WORK TASK
Reproduce every record below, character by character.

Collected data
■ ■ ■ ■ ■ ■ ■

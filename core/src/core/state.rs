use std::collections::BTreeSet;
use std::fmt::{Display, Formatter};
use std::path::{Path, PathBuf};

use crate::core::repo::{ProviderId, RepositoryDescriptor};

/// Branches tried, in order, when nothing better is known.
const FALLBACK_BRANCHES: [&str; 3] = ["master", "main", "develop"];

#[derive(Debug, Clone, Copy, PartialEq, Eq, Hash, Default)]
pub enum SyncStatus {
    #[default]
    Idle,
    Cloning,
    Fetching,
    Switching,
    Succeeded,
    Failed,
}

impl SyncStatus {
    pub fn is_busy(&self) -> bool {
        matches!(
            self,
            SyncStatus::Cloning | SyncStatus::Fetching | SyncStatus::Switching
        )
    }
}

impl Display for SyncStatus {
    fn fmt(&self, f: &mut Formatter<'_>) -> std::fmt::Result {
        let text = match self {
            SyncStatus::Idle => "idle",
            SyncStatus::Cloning => "cloning",
            SyncStatus::Fetching => "fetching",
            SyncStatus::Switching => "switching",
            SyncStatus::Succeeded => "succeeded",
            SyncStatus::Failed => "failed",
        };
        f.write_str(text)
    }
}

/// Runtime view of one project. Only the coordinator writes it.
#[derive(Debug, Clone)]
pub struct ProjectState {
    pub descriptor: RepositoryDescriptor,
    pub selected_provider: ProviderId,
    /// branch the next sync or switch aims for, empty means the remote default
    pub requested_branch: String,
    pub current_branch: Option<String>,
    pub available_branches: BTreeSet<String>,
    pub exists_locally: bool,
    pub sync_status: SyncStatus,
    pub progress_percent: u8,
    pub progress_label: String,
    /// set while a branch switch job runs for this project
    pub switching: bool,
    pub local_path: PathBuf,
}

impl ProjectState {
    pub fn new(
        descriptor: RepositoryDescriptor,
        provider: impl Into<ProviderId>,
        root: impl AsRef<Path>,
        preferred_branch: Option<&str>,
    ) -> Self {
        let local_path = descriptor.local_path(root);
        let mut state = Self {
            descriptor,
            selected_provider: provider.into(),
            requested_branch: preferred_branch.unwrap_or_default().to_string(),
            current_branch: None,
            available_branches: BTreeSet::new(),
            exists_locally: false,
            sync_status: SyncStatus::Idle,
            progress_percent: 0,
            progress_label: String::new(),
            switching: false,
            local_path,
        };
        state.refresh_local();
        state
    }

    pub fn name(&self) -> &str {
        &self.descriptor.name
    }

    pub fn remote_url(&self) -> Option<&str> {
        self.descriptor.remote_url(&self.selected_provider)
    }

    pub fn requires_auth(&self) -> bool {
        self.descriptor.requires_auth(&self.selected_provider)
    }

    pub fn set_root(&mut self, root: impl AsRef<Path>) {
        self.local_path = self.descriptor.local_path(root);
        self.refresh_local();
    }

    /// re-read whether a checkout exists on disk
    pub fn refresh_local(&mut self) {
        self.exists_locally = self.local_path.join(".git").is_dir();
        if !self.exists_locally {
            self.current_branch = None;
        }
    }

    /// Pick the branch to request once the branch list is known.
    ///
    /// Order: current request, saved preference, checked-out branch,
    /// `master`, `main`, `develop`, then the first listed branch.
    pub fn default_branch(&self, saved: Option<&str>) -> Option<String> {
        let branches = &self.available_branches;
        let candidates = [
            Some(self.requested_branch.as_str()),
            saved,
            self.current_branch.as_deref(),
        ];

        candidates
            .into_iter()
            .flatten()
            .chain(FALLBACK_BRANCHES)
            .find(|b| !b.is_empty() && branches.contains(*b))
            .map(str::to_string)
            .or_else(|| branches.iter().next().cloned())
    }
}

■ ■ ■ ■ ■ ■ ■

ANSWER TO THIS TASK
filename core/src/core/state.rs
use std::collections::BTreeSet;
use std::fmt::{Display, Formatter};
use std::path::{Path, PathBuf};

use crate::core::repo::{ProviderId, RepositoryDescriptor};

/// Branches tried, in order, when nothing better is known.
const FALLBACK_BRANCHES: [&str; 3] = ["master", "main", "develop"];

#[derive(Debug, Clone, Copy, PartialEq, Eq, Hash, Default)]
pub enum SyncStatus {
    #[default]
    Idle,
    Cloning,
    Fetching,
    Switching,
    Succeeded,
    Failed,
}

impl SyncStatus {
    pub fn is_busy(&self) -> bool {
        matches!(
            self,
            SyncStatus::Cloning | SyncStatus::Fetching | SyncStatus::Switching
        )
    }
}

impl Display for SyncStatus {
    fn fmt(&self, f: &mut Formatter<'_>) -> std::fmt::Result {
        let text = match self {
            SyncStatus::Idle => "idle",
            SyncStatus::Cloning => "cloning",
            SyncStatus::Fetching => "fetching",
            SyncStatus::Switching => "switching",
            SyncStatus::Succeeded => "succeeded",
            SyncStatus::Failed => "failed",
        };
        f.write_str(text)
    }
}

/// Runtime view of one project. Only the coordinator writes it.
#[derive(Debug, Clone)]
pub struct ProjectState {
    pub descriptor: RepositoryDescriptor,
    pub selected_provider: ProviderId,
    /// branch the next sync or switch aims for, empty means the remote default
    pub requested_branch: String,
    pub current_branch: Option<String>,
    pub available_branches: BTreeSet<String>,
    pub exists_locally: bool,
    pub sync_status: SyncStatus,
    pub progress_percent: u8,
    pub progress_label: String,
    /// set while a branch switch job runs for this project
    pub switching: bool,
    pub local_path: PathBuf,
}

impl ProjectState {
    pub fn new(
        descriptor: RepositoryDescriptor,
        provider: impl Into<ProviderId>,
        root: impl AsRef<Path>,
        preferred_branch: Option<&str>,
    ) -> Self {
        let local_path = descriptor.local_path(root);
        let mut state = Self {
            descriptor,
            selected_provider: provider.into(),
            requested_branch: preferred_branch.unwrap_or_default().to_string(),
            current_branch: None,
            available_branches: BTreeSet::new(),
            exists_locally: false,
            sync_status: SyncStatus::Idle,
            progress_percent: 0,
            progress_label: String::new(),
            switching: false,
            local_path,
        };
        state.refresh_local();
        state
    }

    pub fn name(&self) -> &str {
        &self.descriptor.name
    }

    pub fn remote_url(&self) -> Option<&str> {
        self.descriptor.remote_url(&self.selected_provider)
    }

    pub fn requires_auth(&self) -> bool {
        self.descriptor.requires_auth(&self.selected_provider)
    }

    pub fn set_root(&mut self, root: impl AsRef<Path>) {
        self.local_path = self.descriptor.local_path(root);
        self.refresh_local();
    }

    /// re-read whether a checkout exists on disk
    pub fn refresh_local(&mut self) {
        self.exists_locally = self.local_path.join(".git").is_dir();
        if !self.exists_locally {
            self.current_branch = None;
        }
    }

    /// Pick the branch to request once the branch list is known.
    ///
    /// Order: current request, saved preference, checked-out branch,
    /// `master`, `main`, `develop`, then the first listed branch.
    pub fn default_branch(&self, saved: Option<&str>) -> Option<String> {
        let branches = &self.available_branches;
        let candidates = [
            Some(self.requested_branch.as_str()),
            saved,
            self.current_branch.as_deref(),
        ];

        candidates
            .into_iter()
            .flatten()
            .chain(FALLBACK_BRANCHES)
            .find(|b| !b.is_empty() && branches.contains(*b))
            .map(str::to_string)
            .or_else(|| branches.iter().next().cloned())
    }
}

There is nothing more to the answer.